━━ Supplied material ━━

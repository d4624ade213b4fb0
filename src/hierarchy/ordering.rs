// src/hierarchy/ordering.rs
// =============================================================================
// Weight bookkeeping shared by the page order check (inside a chapter) and the
// chapter order check (inside a course).
//
// Items are dropped into buckets by integer weight. From the buckets we can
// tell which weights are taken twice and which ones are missing below the
// largest weight seen.
//
//   weights {10, 20, 20, 40}
//     duplicates: 20
//     missing (multiples of 10): [30]
// =============================================================================

use std::collections::BTreeMap;

/// At most this many missing weights are listed for one chapter or course
pub const MAX_MISSING_REPORTED: usize = 100;

/// Names grouped by weight.
#[derive(Debug, Clone, Default)]
pub struct WeightBuckets {
    buckets: BTreeMap<i64, Vec<String>>,
    largest: i64,
}

impl WeightBuckets {
    pub fn insert(&mut self, weight: i64, name: impl Into<String>) {
        self.buckets.entry(weight).or_default().push(name.into());
        self.largest = self.largest.max(weight);
    }

    /// Largest weight seen, 0 when nothing positive was inserted
    pub fn largest(&self) -> i64 {
        self.largest
    }

    /// Weights in `1..=largest` that hold more than one name, in ascending order
    pub fn duplicates(&self) -> Vec<(i64, &[String])> {
        self.buckets
            .iter()
            .filter(|(weight, names)| **weight >= 1 && names.len() > 1)
            .map(|(weight, names)| (*weight, names.as_slice()))
            .collect()
    }

    /// Multiples of `step` in `1..=largest` that nobody uses, lowest first.
    ///
    /// Stops after [`MAX_MISSING_REPORTED`] so a stray huge weight cannot
    /// stall the check.
    pub fn missing(&self, step: i64) -> Vec<i64> {
        if step < 1 {
            return Vec::new();
        }

        (1..)
            .map_while(|n: i64| n.checked_mul(step))
            .take_while(|weight| *weight <= self.largest)
            .filter(|weight| !self.buckets.contains_key(weight))
            .take(MAX_MISSING_REPORTED)
            .collect()
    }
}

impl<S: Into<String>> FromIterator<(i64, S)> for WeightBuckets {
    fn from_iter<I: IntoIterator<Item = (i64, S)>>(iter: I) -> Self {
        let mut buckets = WeightBuckets::default();
        for (weight, name) in iter {
            buckets.insert(weight, name);
        }
        buckets
    }
}

/// Renders a weight list the way the reports show it: `[30 50]`.
pub fn format_weights(weights: &[i64]) -> String {
    let parts: Vec<String> = weights.iter().map(i64::to_string).collect();
    format!("[{}]", parts.join(" "))
}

━━━

### Task instructions
Wherever the string "step" occurs in the listing, return the line it sits on.

### Output for this task
    /// Multiples of `step` in `1..=largest` that nobody uses, lowest first.
    pub fn missing(&self, step: i64) -> Vec<i64> {
        if step < 1 {
            .map_while(|n: i64| n.checked_mul(step))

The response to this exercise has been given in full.